• Requirement
Reproduce all records verbatim.

Saved entries:
***

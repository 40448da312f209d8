//! Heal items: the host spawns them, either peer may collect them.
//!
//! Removal is idempotent. An item collected locally and then reported
//! collected by the peer (or the other way round) is removed once, and a late
//! SPAWN_ITEM for an id that is already gone does not bring it back.

use rand::Rng;
use std::collections::{BTreeMap, HashSet};
use std::time::{Duration, Instant};

use crate::common::config::MatchRules;
use crate::common::messages::ItemId;

/// One heal item on the arena floor.
#[derive(Debug, Clone, PartialEq, Eq)]
pub struct HealItem {
    pub id: ItemId,
    pub x: i32,
    pub y: i32,
    pub spawned_at: Instant,
}

/// The items this peer currently shows.
#[derive(Debug)]
pub struct ItemBoard {
    live: BTreeMap<ItemId, HealItem>,
    retired: HashSet<ItemId>,
    next_id: u32,
    lifetime: Duration,
}

impl ItemBoard {
    pub fn new(lifetime: Duration) -> Self {
        Self {
            live: BTreeMap::new(),
            retired: HashSet::new(),
            next_id: 1,
            lifetime,
        }
    }

    /// Host side: place a new item at a random spot inside the spawn area.
    pub fn spawn<R: Rng + ?Sized>(
        &mut self,
        rules: &MatchRules,
        rng: &mut R,
        now: Instant,
    ) -> HealItem {
        let id = ItemId(self.next_id);
        self.next_id += 1;

        let item = HealItem {
            id,
            x: rng.gen_range(rules.spawn_x_min..=rules.spawn_x_max.max(rules.spawn_x_min)),
            y: rng.gen_range(rules.spawn_y_min..=rules.spawn_y_max.max(rules.spawn_y_min)),
            spawned_at: now,
        };
        self.live.insert(id, item.clone());
        item
    }

    /// Client side: mirror an item the host spawned.
    ///
    /// Returns `None` for an id that is already live or already gone.
    pub fn insert_remote(&mut self, id: ItemId, x: i32, y: i32, now: Instant) -> Option<HealItem> {
        if self.retired.contains(&id) || self.live.contains_key(&id) {
            return None;
        }
        let item = HealItem {
            id,
            x,
            y,
            spawned_at: now,
        };
        self.live.insert(id, item.clone());
        Some(item)
    }

    /// Remove an item; `None` if it was not live.
    pub fn remove(&mut self, id: ItemId) -> Option<HealItem> {
        self.retired.insert(id);
        self.live.remove(&id)
    }

    /// Drop every item older than the configured lifetime.
    pub fn expire(&mut self, now: Instant) -> Vec<ItemId> {
        let expired: Vec<ItemId> = self
            .live
            .values()
            .filter(|item| now.saturating_duration_since(item.spawned_at) >= self.lifetime)
            .map(|item| item.id)
            .collect();

        for id in &expired {
            self.remove(*id);
        }
        expired
    }

    pub fn get(&self, id: ItemId) -> Option<&HealItem> {
        self.live.get(&id)
    }

    pub fn iter(&self) -> impl Iterator<Item = &HealItem> {
        self.live.values()
    }

    pub fn len(&self) -> usize {
        self.live.len()
    }

    pub fn is_empty(&self) -> bool {
        self.live.is_empty()
    }

    /// Forget every item for a fresh round.
    ///
    /// Ids keep counting up and old ones stay retired, so a straggler message
    /// from an earlier round can never match or revive an item.
    pub fn clear(&mut self) {
        self.retired.extend(self.live.keys().copied());
        self.live.clear();
    }
}

/// Fixed-interval spawn timer, armed by its first tick.
#[derive(Debug)]
pub struct Spawner {
    interval: Duration,
    next_at: Option<Instant>,
}

impl Spawner {
    pub fn new(interval: Duration) -> Self {
        Self {
            interval,
            next_at: None,
        }
    }

    /// Whether an item is due at `now`. At most one per call.
    pub fn due(&mut self, now: Instant) -> bool {
        match self.next_at {
            None => {
                self.next_at = Some(now + self.interval);
                false
            }
            Some(at) if now >= at => {
                self.next_at = Some(now + self.interval);
                true
            }
            Some(_) => false,
        }
    }

    pub fn reset(&mut self) {
        self.next_at = None;
    }
}

#[cfg(test)]
mod tests {
    use super::*;
    use rand::rngs::StdRng;
    use rand::SeedableRng;

    fn board() -> ItemBoard {
        ItemBoard::new(Duration::from_secs(5))
    }

    #[test]
    fn test_spawn_stays_inside_spawn_area() {
        let rules = MatchRules::default();
        let mut rng = StdRng::seed_from_u64(3);
        let mut items = board();
        let now = Instant::now();

        for expected in 1..=20 {
            let item = items.spawn(&rules, &mut rng, now);
            assert_eq!(item.id, ItemId(expected));
            assert!((rules.spawn_x_min..=rules.spawn_x_max).contains(&item.x));
            assert!((rules.spawn_y_min..=rules.spawn_y_max).contains(&item.y));
        }
        assert_eq!(items.len(), 20);
    }

    #[test]
    fn test_remove_is_idempotent() {
        let mut items = board();
        let now = Instant::now();
        items.insert_remote(ItemId(4), 200, 400, now);

        assert!(items.remove(ItemId(4)).is_some());
        assert!(items.remove(ItemId(4)).is_none());
        assert!(items.remove(ItemId(99)).is_none());
        assert!(items.is_empty());
    }

    #[test]
    fn test_late_spawn_of_collected_item_is_ignored() {
        let mut items = board();
        let now = Instant::now();

        // ITEM_COLLECTED overtook SPAWN_ITEM.
        assert!(items.remove(ItemId(2)).is_none());
        assert!(items.insert_remote(ItemId(2), 500, 300, now).is_none());
        assert!(items.get(ItemId(2)).is_none());
    }

    #[test]
    fn test_duplicate_spawn_is_ignored() {
        let mut items = board();
        let now = Instant::now();

        assert!(items.insert_remote(ItemId(1), 100, 300, now).is_some());
        assert!(items.insert_remote(ItemId(1), 100, 300, now).is_none());
        assert_eq!(items.len(), 1);
    }

    #[test]
    fn test_ids_are_not_reused_across_rounds() {
        let rules = MatchRules::default();
        let mut rng = StdRng::seed_from_u64(5);
        let mut items = board();
        let now = Instant::now();

        let first = items.spawn(&rules, &mut rng, now);
        items.clear();
        let second = items.spawn(&rules, &mut rng, now);

        assert_ne!(first.id, second.id);
        // A late collect from the previous round leaves the new item alone.
        assert!(items.remove(first.id).is_none());
        assert!(items.get(second.id).is_some());
        // Nor does a late spawn bring the old item back.
        assert!(items.insert_remote(first.id, 100, 300, now).is_none());
    }

    #[test]
    fn test_items_expire_after_lifetime() {
        let mut items = board();
        let start = Instant::now();
        items.insert_remote(ItemId(1), 100, 300, start);
        items.insert_remote(ItemId(2), 100, 300, start + Duration::from_secs(3));

        assert!(items.expire(start + Duration::from_secs(4)).is_empty());
        assert_eq!(items.expire(start + Duration::from_secs(5)), vec![ItemId(1)]);
        assert_eq!(items.expire(start + Duration::from_secs(8)), vec![ItemId(2)]);
        assert!(items.is_empty());
    }

    #[test]
    fn test_spawner_fires_once_per_interval() {
        let mut spawner = Spawner::new(Duration::from_secs(10));
        let start = Instant::now();

        assert!(!spawner.due(start));
        assert!(!spawner.due(start + Duration::from_secs(9)));
        assert!(spawner.due(start + Duration::from_secs(10)));
        assert!(!spawner.due(start + Duration::from_secs(11)));
        assert!(spawner.due(start + Duration::from_secs(20)));
    }
}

***

• Result of this task
repository 40448da312f209d8
//! Heal items: the host spawns them, either peer may collect them.
//!
//! Removal is idempotent. An item collected locally and then reported
//! collected by the peer (or the other way round) is removed once, and a late
//! SPAWN_ITEM for an id that is already gone does not bring it back.

use rand::Rng;
use std::collections::{BTreeMap, HashSet};
use std::time::{Duration, Instant};

use crate::common::config::MatchRules;
use crate::common::messages::ItemId;

/// One heal item on the arena floor.
#[derive(Debug, Clone, PartialEq, Eq)]
pub struct HealItem {
    pub id: ItemId,
    pub x: i32,
    pub y: i32,
    pub spawned_at: Instant,
}

/// The items this peer currently shows.
#[derive(Debug)]
pub struct ItemBoard {
    live: BTreeMap<ItemId, HealItem>,
    retired: HashSet<ItemId>,
    next_id: u32,
    lifetime: Duration,
}

impl ItemBoard {
    pub fn new(lifetime: Duration) -> Self {
        Self {
            live: BTreeMap::new(),
            retired: HashSet::new(),
            next_id: 1,
            lifetime,
        }
    }

    /// Host side: place a new item at a random spot inside the spawn area.
    pub fn spawn<R: Rng + ?Sized>(
        &mut self,
        rules: &MatchRules,
        rng: &mut R,
        now: Instant,
    ) -> HealItem {
        let id = ItemId(self.next_id);
        self.next_id += 1;

        let item = HealItem {
            id,
            x: rng.gen_range(rules.spawn_x_min..=rules.spawn_x_max.max(rules.spawn_x_min)),
            y: rng.gen_range(rules.spawn_y_min..=rules.spawn_y_max.max(rules.spawn_y_min)),
            spawned_at: now,
        };
        self.live.insert(id, item.clone());
        item
    }

    /// Client side: mirror an item the host spawned.
    ///
    /// Returns `None` for an id that is already live or already gone.
    pub fn insert_remote(&mut self, id: ItemId, x: i32, y: i32, now: Instant) -> Option<HealItem> {
        if self.retired.contains(&id) || self.live.contains_key(&id) {
            return None;
        }
        let item = HealItem {
            id,
            x,
            y,
            spawned_at: now,
        };
        self.live.insert(id, item.clone());
        Some(item)
    }

    /// Remove an item; `None` if it was not live.
    pub fn remove(&mut self, id: ItemId) -> Option<HealItem> {
        self.retired.insert(id);
        self.live.remove(&id)
    }

    /// Drop every item older than the configured lifetime.
    pub fn expire(&mut self, now: Instant) -> Vec<ItemId> {
        let expired: Vec<ItemId> = self
            .live
            .values()
            .filter(|item| now.saturating_duration_since(item.spawned_at) >= self.lifetime)
            .map(|item| item.id)
            .collect();

        for id in &expired {
            self.remove(*id);
        }
        expired
    }

    pub fn get(&self, id: ItemId) -> Option<&HealItem> {
        self.live.get(&id)
    }

    pub fn iter(&self) -> impl Iterator<Item = &HealItem> {
        self.live.values()
    }

    pub fn len(&self) -> usize {
        self.live.len()
    }

    pub fn is_empty(&self) -> bool {
        self.live.is_empty()
    }

    /// Forget every item for a fresh round.
    ///
    /// Ids keep counting up and old ones stay retired, so a straggler message
    /// from an earlier round can never match or revive an item.
    pub fn clear(&mut self) {
        self.retired.extend(self.live.keys().copied());
        self.live.clear();
    }
}

/// Fixed-interval spawn timer, armed by its first tick.
#[derive(Debug)]
pub struct Spawner {
    interval: Duration,
    next_at: Option<Instant>,
}

impl Spawner {
    pub fn new(interval: Duration) -> Self {
        Self {
            interval,
            next_at: None,
        }
    }

    /// Whether an item is due at `now`. At most one per call.
    pub fn due(&mut self, now: Instant) -> bool {
        match self.next_at {
            None => {
                self.next_at = Some(now + self.interval);
                false
            }
            Some(at) if now >= at => {
                self.next_at = Some(now + self.interval);
                true
            }
            Some(_) => false,
        }
    }

    pub fn reset(&mut self) {
        self.next_at = None;
    }
}

#[cfg(test)]
mod tests {
    use super::*;
    use rand::rngs::StdRng;
    use rand::SeedableRng;

    fn board() -> ItemBoard {
        ItemBoard::new(Duration::from_secs(5))
    }

    #[test]
    fn test_spawn_stays_inside_spawn_area() {
        let rules = MatchRules::default();
        let mut rng = StdRng::seed_from_u64(3);
        let mut items = board();
        let now = Instant::now();

        for expected in 1..=20 {
            let item = items.spawn(&rules, &mut rng, now);
            assert_eq!(item.id, ItemId(expected));
            assert!((rules.spawn_x_min..=rules.spawn_x_max).contains(&item.x));
            assert!((rules.spawn_y_min..=rules.spawn_y_max).contains(&item.y));
        }
        assert_eq!(items.len(), 20);
    }

    #[test]
    fn test_remove_is_idempotent() {
        let mut items = board();
        let now = Instant::now();
        items.insert_remote(ItemId(4), 200, 400, now);

        assert!(items.remove(ItemId(4)).is_some());
        assert!(items.remove(ItemId(4)).is_none());
        assert!(items.remove(ItemId(99)).is_none());
        assert!(items.is_empty());
    }

    #[test]
    fn test_late_spawn_of_collected_item_is_ignored() {
        let mut items = board();
        let now = Instant::now();

        // ITEM_COLLECTED overtook SPAWN_ITEM.
        assert!(items.remove(ItemId(2)).is_none());
        assert!(items.insert_remote(ItemId(2), 500, 300, now).is_none());
        assert!(items.get(ItemId(2)).is_none());
    }

    #[test]
    fn test_duplicate_spawn_is_ignored() {
        let mut items = board();
        let now = Instant::now();

        assert!(items.insert_remote(ItemId(1), 100, 300, now).is_some());
        assert!(items.insert_remote(ItemId(1), 100, 300, now).is_none());
        assert_eq!(items.len(), 1);
    }

    #[test]
    fn test_ids_are_not_reused_across_rounds() {
        let rules = MatchRules::default();
        let mut rng = StdRng::seed_from_u64(5);
        let mut items = board();
        let now = Instant::now();

        let first = items.spawn(&rules, &mut rng, now);
        items.clear();
        let second = items.spawn(&rules, &mut rng, now);

        assert_ne!(first.id, second.id);
        // A late collect from the previous round leaves the new item alone.
        assert!(items.remove(first.id).is_none());
        assert!(items.get(second.id).is_some());
        // Nor does a late spawn bring the old item back.
        assert!(items.insert_remote(first.id, 100, 300, now).is_none());
    }

    #[test]
    fn test_items_expire_after_lifetime() {
        let mut items = board();
        let start = Instant::now();
        items.insert_remote(ItemId(1), 100, 300, start);
        items.insert_remote(ItemId(2), 100, 300, start + Duration::from_secs(3));

        assert!(items.expire(start + Duration::from_secs(4)).is_empty());
        assert_eq!(items.expire(start + Duration::from_secs(5)), vec![ItemId(1)]);
        assert_eq!(items.expire(start + Duration::from_secs(8)), vec![ItemId(2)]);
        assert!(items.is_empty());
    }

    #[test]
    fn test_spawner_fires_once_per_interval() {
        let mut spawner = Spawner::new(Duration::from_secs(10));
        let start = Instant::now();

        assert!(!spawner.due(start));
        assert!(!spawner.due(start + Duration::from_secs(9)));
        assert!(spawner.due(start + Duration::from_secs(10)));
        assert!(!spawner.due(start + Duration::from_secs(11)));
        assert!(spawner.due(start + Duration::from_secs(20)));
    }
}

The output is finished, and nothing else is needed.